U.S. House Passes SEMA-Supported Appropriations Bill Limiting EPA, Interior Funding

By the SEMA Washington, D.C., office.,

EV charging

The U.S. House of Representatives passed legislation that would significantly reduce the budgets of the U.S. Department of the Interior (DOI) and the U.S. Environmental Protection Agency (EPA) for fiscal year (FY) 2025.

If H.R. 8998, the "Department of the Interior, Environment and Related Agencies Appropriations Act, 2025" becomes law, it will cut DOI's budget by $677 million and EPA's budget by $4 billion, compared to their FY 2024 levels. The legislation includes SEMA-supported amendments that would prevent the EPA from implementing new federal emissions standards for motor vehicles for model years 2027 to 2032, which are designed to heavily promote sales of electric vehicles (EVs).
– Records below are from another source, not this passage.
//! Comment record

use crate::impl_record;
use chrono::{DateTime, Utc};
use serde::{Deserialize, Serialize};

/// A comment on a review
#[derive(Debug, Clone, PartialEq, Serialize, Deserialize)]
pub struct Comment {
    pub id: i64,
    pub review_id: i64,
    pub author_id: i64,
    pub text: String,
    pub pub_date: DateTime<Utc>,
}

impl Comment {
    pub fn new(review_id: i64, author_id: i64, text: String) -> Self {
        Self {
            id: 0,
            review_id,
            author_id,
            text,
            pub_date: Utc::now(),
        }
    }
}

impl_record!(Comment, "comment");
The bill would also force the U.S. Bureau of Land Management (BLM) to withdraw its "Conservation and Landscape Health" regulation. 

The BLM regulation would allow the agency to lease lands under new and vaguely defined conservation leases; incorporate new standards when evaluating traditional multiple-use decisions; expedite designations of new Areas of Critical Environmental Concern (ACECs); and apply land health standards to all public lands. The new regulation undermines the Federal Land Policy and Management Act's multiple-use requirement for BLM lands as it would hinder access to public lands for recreation. SEMA has submitted comments opposing both the EPA and BLM rulemakings.  

The U.S. Senate Appropriations Committee recently passed its own bill to fund DOI and EPA in FY 2025, albeit at significantly higher levels than the House bill. The Senate bill would increase DOI funding by $13 million and DOI funding by over $1 billion more than FY 2024 levels. While the Senate version of the Interior and EPA funding legislation does include some policy riders, it does not include the SEMA-supported amendments that made it into the bill passed by the House of Representatives. 

Congress must pass 13 appropriations bills for FY 2025 by October 1, 2024, or pass legislation to continue government funding at FY 2024 levels to avoid a government shutdown.